GI’s au combat: 3 musées incontournables en Normandie

TROIS MUSEES INCONTOURNABLES EN NORMANDIE

AIRBORNE MUSEUM DE SAINTE-MERE-EGLISE

La muséographie de l’Airborne Museum, un musée incontournable et particulièrement réussi, n’a cessé d’évoluer avec les années, toujours dans le sens d’une amélioration et davantage de réalisme et de rigueur historique : ainsi, l’an passé, un Sherman M4A4, d’un modèle conforme à la bataille de Normandie, a remplacé en le Sherman M4A3E8, donc d’un modèle trop tardif, qui trônait devant son entrée depuis les premiers temps du musée.

A l’origine, le fameux musée des parachutistes de Sainte-Mère-Eglise se résumait au seul bâtiment « Waco », qui affecte la forme d’une corolle de parachute et dont le point focal est le planeur Waco qui s’y trouve, mais les vitrines recèlent de nombreuses pièces intéressantes.
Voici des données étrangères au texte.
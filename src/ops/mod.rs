//! Built-in scanline operators.

pub(crate) mod blur;
pub(crate) mod color;
pub(crate) mod merge;
pub(crate) mod source;

use std::sync::Arc;

use crate::cache::store::CachePriority;
use crate::foundation::core::{Channel, ChannelSet, FrameTime, NodeId, Region, XRange};
use crate::foundation::error::EngineResult;
use crate::node::context::RowContext;
use crate::node::{Node, planar_buffer};

/// RGBA color components.
pub type Rgba = [f32; 4];

/// Component of `color` for `c`; depth and mask read as `0.0`.
pub(crate) fn component(color: &Rgba, c: Channel) -> f32 {
    match c {
        Channel::Red => color[0],
        Channel::Green => color[1],
        Channel::Blue => color[2],
        Channel::Alpha => color[3],
        Channel::Depth | Channel::Mask => 0.0,
    }
}

/// Build a planar row by sampling `f(channel, x)` over `x_range`.
pub(crate) fn fill_row(
    x_range: XRange,
    channels: ChannelSet,
    mut f: impl FnMut(Channel, i32) -> f32,
) -> Vec<f32> {
    let width = x_range.width();
    let mut buf = planar_buffer(width, channels);
    if width == 0 {
        return buf;
    }
    for (plane, c) in buf.chunks_exact_mut(width).zip(channels.iter()) {
        for (i, v) in plane.iter_mut().enumerate() {
            *v = f(c, x_range.x + i as i32);
        }
    }
    buf
}

/// Overrides the cache priority of the wrapped node's rows.
pub struct Prioritized {
    inner: Arc<dyn Node>,
    priority: CachePriority,
}

impl Prioritized {
    pub fn new(inner: Arc<dyn Node>, priority: CachePriority) -> Self {
        Self { inner, priority }
    }

    pub fn inner(&self) -> &Arc<dyn Node> {
        &self.inner
    }
}

impl Node for Prioritized {
    fn name(&self) -> &str {
        self.inner.name()
    }

    fn identity(&self) -> NodeId {
        self.inner.identity()
    }

    fn version(&self) -> u64 {
        self.inner.version()
    }

    fn input_count(&self) -> usize {
        self.inner.input_count()
    }

    fn request(&self, output: Region, input: usize) -> Region {
        self.inner.request(output, input)
    }

    fn input_channels(&self, channels: ChannelSet, input: usize) -> ChannelSet {
        self.inner.input_channels(channels, input)
    }

    fn cache_priority(&self) -> CachePriority {
        self.priority
    }

    fn get(
        &self,
        ctx: &RowContext<'_>,
        y: i32,
        time: FrameTime,
        x_range: XRange,
        channels: ChannelSet,
    ) -> EngineResult<Vec<f32>> {
        self.inner.get(ctx, y, time, x_range, channels)
    }
}

#[cfg(test)]
#[path = "../../tests/unit/ops/mod.rs"]
mod tests;
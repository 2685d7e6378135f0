use parking_lot::RwLock;

use crate::foundation::core::{Channel, ChannelSet, FrameTime, NodeId, XRange};
use crate::foundation::error::{EngineError, EngineResult};
use crate::node::context::RowContext;
use crate::node::{Node, VersionStamp};
use crate::ops::fill_row;

/// Input slot of the foreground.
pub const MERGE_A: usize = 0;
/// Input slot of the background.
pub const MERGE_B: usize = 1;

/// Premultiplied `A over B`, with `A` scaled by `mix`.
///
/// A missing input reads as transparent black.
#[derive(Debug)]
pub struct Merge {
    id: NodeId,
    mix: RwLock<f32>,
    version: VersionStamp,
}

impl Merge {
    pub fn new(id: NodeId, mix: f32) -> EngineResult<Self> {
        validate_mix(mix)?;
        Ok(Self {
            id,
            mix: RwLock::new(mix),
            version: VersionStamp::new(),
        })
    }

    pub fn mix(&self) -> f32 {
        *self.mix.read()
    }

    pub fn set_mix(&self, mix: f32) -> EngineResult<()> {
        validate_mix(mix)?;
        *self.mix.write() = mix;
        self.version.bump();
        Ok(())
    }
}

fn validate_mix(mix: f32) -> EngineResult<()> {
    if !mix.is_finite() || !(0.0..=1.0).contains(&mix) {
        return Err(EngineError::validation("merge mix must be in [0, 1]"));
    }
    Ok(())
}

impl Node for Merge {
    fn name(&self) -> &str {
        "merge"
    }

    fn identity(&self) -> NodeId {
        self.id
    }

    fn version(&self) -> u64 {
        self.version.get()
    }

    fn input_count(&self) -> usize {
        2
    }

    fn input_channels(&self, channels: ChannelSet, input: usize) -> ChannelSet {
        if input == MERGE_A {
            channels.with(Channel::Alpha)
        } else {
            channels
        }
    }

    fn get(
        &self,
        ctx: &RowContext<'_>,
        y: i32,
        _time: FrameTime,
        x_range: XRange,
        channels: ChannelSet,
    ) -> EngineResult<Vec<f32>> {
        let mix = self.mix();
        let a = if ctx.has_input(MERGE_A) {
            Some(ctx.input_row(
                MERGE_A,
                y,
                x_range,
                self.input_channels(channels, MERGE_A),
            )?)
        } else {
            None
        };
        let b = if ctx.has_input(MERGE_B) {
            Some(ctx.input_row(MERGE_B, y, x_range, channels)?)
        } else {
            None
        };

        Ok(fill_row(x_range, channels, |c, x| {
            let (av, aa) = a
                .as_ref()
                .map(|row| (row.sample(c, x) * mix, row.sample(Channel::Alpha, x) * mix))
                .unwrap_or((0.0, 0.0));
            let bv = b.as_ref().map(|row| row.sample(c, x)).unwrap_or(0.0);
            av + bv * (1.0 - aa)
        }))
    }
}

#[cfg(test)]
#[path = "../../tests/unit/ops/merge.rs"]
mod tests;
Cette partie du musée, qui commençait à vieillir il y a encore quelques années, est désormais bien mise en valeur et s’est vu adjointe plusieurs autres bâtiments, bien plus massifs et recelant une collection de grande qualités.

Le bâtiment du C-47 possède des collections d’uniformes impressionnantes de qualité et de rareté (dont ne nombreux effets de généraux célèbres), montées sur des mannequins réalistes. Le troisième bâtiment du musée, dit « Neptune », fait la part belle à l’immersion du visiteur dans l’ambiance du D-Day grâce à des effets sonores, des dioramas et, désormais, l’HistoPad, un nouveau support de visite, en fait une tablette numérique, que j’ai testé en avril 2019.

La visite de ce musée, déjà fort réussi, devient vraiment ludique et pédagogique grâce aux nouvelles technologies du numérique, notamment de la 3D et de la Réalité Augmentée. On peut ainsi entrer dans le cockpit du planeur, connaitre la signification des différentes couleurs de voilure de parachute ou comprendre comment fonctionne la radio clandestine, ou encore entrer dans le C-47 « Argonia » ou encore fouiller l’intérieur d’un bureau de campagne. J’ai particulièrement apprécié la manière de baliser une zone de saut par les Pathfinders (éclaireurs) : les détails donnés par l’Histopad apparaissent lorsqu’on se place devant le mannequin de Pathfinders et son équipement. Il en va ainsi de nombreux éléments du musée : vous êtes devant un canon de 57, une jeep, une ambulance, un canon de 2 cm allemand ? Vous aurez toutes les infos ! Lorsqu’on pénètre dans le planeur Waco avec son Histopad, tous les détails du cockpit ainsi que la reconstitution virtuelle 360° d’un site d’atterrissage de planeurs, le visiteur pouvant découvrir l’évolution des lieux entre 1944 et 2018.

Le « clou » de l’HistoPad à mes yeux: après être sorti de la carlingue d’un C-47 Skytrain avec ses parachutistes dûment équipé (et avec un bruitage « d’ambiance »), le visiteur se trouve sur une passerelle, au-dessus d’une maquette du secteur de Sainte-Mère-Eglise. On découvre alors une image reconstituée de la ville laquelle sont indiqués les noms de véritables parachutistes et le visiteur visualise alors leur saut opérationnel comme s’ils étaient à la place du parachutiste sélectionné! Très réussi! Des expériences interactives variées permettront, de plus, de découvrir le rôle clé des troupes aéroportées dans le succès du Débarquement Allié : prendre part au briefing des paras des 82e et 101e Airborne la veille du 6 juin 1944, s’équiper comme un para avant d’embarquer pour le saut, etc. De quoi ravir les plus jeunes…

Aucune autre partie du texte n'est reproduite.